My other tank is more of a community and most of the inhabitants enjoy the light, so I leave it on for a cycle more like you described for tank 1. I've found that the house isn't dark enough to fool them into some bizarre body-clock adjustment!

Also, your plant selection may affect this! My biotope works well with the limited lighting, but most on this site will share a variety of success/failure stories with live plants and lighting.

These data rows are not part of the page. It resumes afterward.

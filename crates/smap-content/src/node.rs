//! Content node types.
//!
//! Nodes are plain data: the tree structure lives in the [`ContentTree`]
//! implementation, which answers parent/child questions by id.
//!
//! [`ContentTree`]: crate::ContentTree

use std::collections::HashMap;

use serde::{Deserialize, Serialize};

/// Kind of a content node.
///
/// Only [`NodeKind::Page`] nodes are published as URLs. Every other kind is
/// still walked through, since folders and links can have pages below them.
#[derive(Debug, Clone, Copy, PartialEq, Eq, Default, Serialize, Deserialize)]
#[serde(rename_all = "lowercase")]
pub enum NodeKind {
    /// Renderable page.
    #[default]
    Page,
    /// Redirect to another location.
    Link,
    /// Reusable fragment embedded into pages.
    Snippet,
    /// Structural container without content of its own.
    Folder,
    /// Mirror of another subtree.
    Hardlink,
    /// Email template.
    Email,
    /// Anything the gateway does not classify.
    #[serde(other)]
    Other,
}

impl NodeKind {
    /// Whether nodes of this kind are standalone pages.
    #[must_use]
    pub fn is_page(self) -> bool {
        matches!(self, Self::Page)
    }
}

/// Kind of an element embedded in a page.
#[derive(Debug, Clone, Copy, PartialEq, Eq, Serialize, Deserialize)]
#[serde(rename_all = "lowercase")]
pub enum ElementKind {
    /// Image reference.
    Image,
    /// Any other editable (text, wysiwyg, select, ...).
    #[serde(other)]
    Other,
}

/// Element embedded in a page.
#[derive(Debug, Clone, PartialEq, Eq, Serialize, Deserialize)]
pub struct PageElement {
    /// Element kind.
    pub kind: ElementKind,
    /// Referenced image asset, for image elements.
    #[serde(default, skip_serializing_if = "Option::is_none")]
    pub image_id: Option<u64>,
    /// Alt text entered on the element itself.
    #[serde(default, skip_serializing_if = "Option::is_none")]
    pub alt: Option<String>,
}

impl PageElement {
    /// Image element referencing asset `image_id`.
    #[must_use]
    pub fn image(image_id: u64) -> Self {
        Self {
            kind: ElementKind::Image,
            image_id: Some(image_id),
            alt: None,
        }
    }

    /// Set the element's alt text.
    #[must_use]
    pub fn with_alt(mut self, alt: impl Into<String>) -> Self {
        self.alt = Some(alt.into());
        self
    }
}

/// A node of the content tree.
#[derive(Debug, Clone, PartialEq, Eq)]
pub struct ContentNode {
    /// Unique node id.
    pub id: u64,
    /// Node kind.
    pub kind: NodeKind,
    /// Full internal path, e.g. `/shop/products/shoes`.
    pub full_path: String,
    /// Last modification as seconds since the Unix epoch (UTC).
    pub modified: i64,
    /// Hide this node from sitemaps.
    pub sitemap_exclude: bool,
    /// Value of the node's `language` property.
    pub language: Option<String>,
    /// Embedded elements in document order.
    pub elements: Vec<PageElement>,
}

impl ContentNode {
    /// Create a node of the given kind with no elements.
    #[must_use]
    pub fn new(id: u64, kind: NodeKind, full_path: impl Into<String>) -> Self {
        Self {
            id,
            kind,
            full_path: full_path.into(),
            modified: 0,
            sitemap_exclude: false,
            language: None,
            elements: Vec::new(),
        }
    }

    /// Create a page node.
    #[must_use]
    pub fn page(id: u64, full_path: impl Into<String>) -> Self {
        Self::new(id, NodeKind::Page, full_path)
    }

    /// Create a folder node.
    #[must_use]
    pub fn folder(id: u64, full_path: impl Into<String>) -> Self {
        Self::new(id, NodeKind::Folder, full_path)
    }

    /// Set the modification time (seconds since Unix epoch).
    #[must_use]
    pub fn with_modified(mut self, modified: i64) -> Self {
        self.modified = modified;
        self
    }

    /// Flag the node as hidden from sitemaps.
    #[must_use]
    pub fn excluded(mut self) -> Self {
        self.sitemap_exclude = true;
        self
    }

    /// Set the node's language.
    #[must_use]
    pub fn with_language(mut self, language: impl Into<String>) -> Self {
        self.language = Some(language.into());
        self
    }

    /// Append an embedded element.
    #[must_use]
    pub fn with_element(mut self, element: PageElement) -> Self {
        self.elements.push(element);
        self
    }
}

/// Locale-specific image metadata.
#[derive(Debug, Clone, Default, PartialEq, Eq, Serialize, Deserialize)]
pub struct ImageMetadata {
    /// Image title.
    #[serde(default, skip_serializing_if = "Option::is_none")]
    pub title: Option<String>,
    /// Alternative text.
    #[serde(default, skip_serializing_if = "Option::is_none")]
    pub alt: Option<String>,
}

/// Image asset referenced from page elements.
#[derive(Debug, Clone, PartialEq, Eq, Serialize, Deserialize)]
pub struct Image {
    /// Unique asset id.
    pub id: u64,
    /// Path of the rendered thumbnail. Host-relative (`/...`) or absolute URL.
    pub thumbnail: String,
    /// Metadata keyed by locale (e.g. `en`, `de_CH`).
    #[serde(default)]
    pub metadata: HashMap<String, ImageMetadata>,
}

impl Image {
    /// Create an image with no metadata.
    #[must_use]
    pub fn new(id: u64, thumbnail: impl Into<String>) -> Self {
        Self {
            id,
            thumbnail: thumbnail.into(),
            metadata: HashMap::new(),
        }
    }

    /// Add metadata for a locale.
    #[must_use]
    pub fn with_metadata(mut self, locale: impl Into<String>, metadata: ImageMetadata) -> Self {
        self.metadata.insert(locale.into(), metadata);
        self
    }

    /// Title for `locale`, if set.
    #[must_use]
    pub fn title(&self, locale: Option<&str>) -> Option<&str> {
        self.localized(locale)?.title.as_deref()
    }

    /// Alt text for `locale`, if set.
    #[must_use]
    pub fn alt(&self, locale: Option<&str>) -> Option<&str> {
        self.localized(locale)?.alt.as_deref()
    }

    fn localized(&self, locale: Option<&str>) -> Option<&ImageMetadata> {
        self.metadata.get(locale.unwrap_or_default())
    }
}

So depending on your conditions, what you have may be fine... Was there a specific reason you were asking?


----------



## Dutch Dude (Sep 14, 2006)

I use for years a light schedule with a break during the day. My schedule is apoxemately:

8:30 to 13:30 on
13:30 to 16:30 off
16:30 to 23:30 on
23:30 to 8:30 off.

I used this in planted tank with high light levels and low light levels on fish that prefer low light levels or will do with high light levels. I don't have seen negative effects on fish in any way. The German brand Dennerle also promotes this for planted tanks. The light period should not decrease 4 hours. Plants need at least 4 hours of light for each period for growth. If the period are shorter the plants don't grow. For planted tanks with lower light quantity (smaler as 1.5 WPG) I recommend at least 5 hours. The benefit of a break during the day is that the CO2 level is more stable, algea decrease in growth by the short light break and plants might even grow faster becouse of the "rest period" and the more stable CO2 level. I do have to mention that some daylight have to reach the tank so the fish stay active. If you can't provide that you could put a small light close to the tank or use a moonlight in the hood. A led light would be perfect for that purpose.

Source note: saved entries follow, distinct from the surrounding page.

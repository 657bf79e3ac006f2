//! Sitemap endpoints.
//!
//! Sitemap files are read from disk on every request, so a regeneration is
//! visible immediately without restarting the server.

use std::sync::Arc;

use axum::extract::{Path, State};
use axum::http::{HeaderMap, header};
use axum::response::{IntoResponse, Response};

use crate::error::ServerError;
use crate::state::AppState;

/// Content type of sitemap responses.
const XML_CONTENT_TYPE: &str = "text/xml; charset=utf-8";

/// Handle GET /sitemap.xml.
///
/// The domain comes from the `Host` header. Hosts that are not configured
/// get the default site's sitemap.
pub(crate) async fn get_host_sitemap(
    State(state): State<Arc<AppState>>,
    headers: HeaderMap,
) -> Result<Response, ServerError> {
    let host = headers
        .get(header::HOST)
        .and_then(|value| value.to_str().ok());
    let domain = state.resolve_domain(host).ok_or(ServerError::UnknownHost)?;

    serve_sitemap(&state, &domain).await
}

/// Handle GET /sitemaps/{domain}.xml.
pub(crate) async fn get_domain_sitemap(
    Path(file): Path<String>,
    State(state): State<Arc<AppState>>,
) -> Result<Response, ServerError> {
    let domain = file
        .strip_suffix(".xml")
        .ok_or_else(|| ServerError::SitemapNotFound(file.clone()))?
        .to_ascii_lowercase();

    serve_sitemap(&state, &domain).await
}

async fn serve_sitemap(state: &AppState, domain: &str) -> Result<Response, ServerError> {
    // The domain becomes a file name.
    if !smap_config::is_valid_hostname(domain) {
        return Err(ServerError::InvalidDomain(domain.to_owned()));
    }

    let path = state.sitemap_dir().join(format!("{domain}.xml"));
    let content = match tokio::fs::read(&path).await {
        Ok(content) => content,
        Err(e) if e.kind() == std::io::ErrorKind::NotFound => {
            tracing::debug!(domain, path = %path.display(), "Sitemap not published");
            return Err(ServerError::SitemapNotFound(domain.to_owned()));
        }
        Err(e) => return Err(e.into()),
    };

    Ok(([(header::CONTENT_TYPE, XML_CONTENT_TYPE)], content).into_response())
}
//! Server error type.

use axum::http::StatusCode;
use axum::response::{IntoResponse, Response};

/// Error answering a sitemap request.
#[derive(Debug, thiserror::Error)]
pub(crate) enum ServerError {
    /// No sitemap has been published for the domain.
    #[error("no sitemap for {0}")]
    SitemapNotFound(String),

    /// No domain could be determined for the request.
    #[error("no site configured for this host")]
    UnknownHost,

    /// Requested name is not a valid domain.
    #[error("invalid domain: {0}")]
    InvalidDomain(String),

    /// Reading the sitemap file failed.
    #[error("I/O error: {0}")]
    Io(#[from] std::io::Error),
}

impl IntoResponse for ServerError {
    fn into_response(self) -> Response {
        let status = match &self {
            Self::SitemapNotFound(_) | Self::UnknownHost => StatusCode::NOT_FOUND,
            Self::InvalidDomain(_) => StatusCode::BAD_REQUEST,
            Self::Io(e) => {
                tracing::error!(error = %e, "Failed to read sitemap");
                StatusCode::INTERNAL_SERVER_ERROR
            }
        };
        (status, self.to_string()).into_response()
    }
}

In nature also dark periods take place like the large thunderstorms that turn the jungle into a bizarre scene. So you don't have to worry abouth the light break and I do this for abouth 8 years now with several tank on several set ups.


----------



## DiscusQueen (Jul 16, 2007)

Hi. I also use a schedule with light breaks in my lightly planted tanks.. The timers ares set so lights are on from 9to 1 off from 1-4 and on from 4-9pm and then off from 0pm to 9 am.. I guess I don't stay up quite as late as some of you HAHA.. I've done this with tanks for a few years and I do think it helps with the algae situation somewhat. I have very low tech tanks.. no co2 or anything and have not had to even use excel since I started doing this. But everyone's tanks are unique so use whatever system works for you. I can only say that in my tanks I see no negatives in doing this and do see some positives. HTH Sue


----------



## HONDO (May 4, 2008)

great, thank you all for the suggestions. i will stick with my light break. dutch dude, you mention thunderstorms, or cloudy days in general. this is what i had in mind when i did this. fish in nature dont always have constant light. there are breaks due to cloudiness etc. thanks for that dutch dude.

my smaller tank is planted with swords and java fern, they dont have co2 and they grow fine with the current cycle. my severum gt tank has anubias and anacharis floating around and those plants would grow i think even if i never turned the lights on again, ha.

thanks everyone. i really appreciate all your help.


----------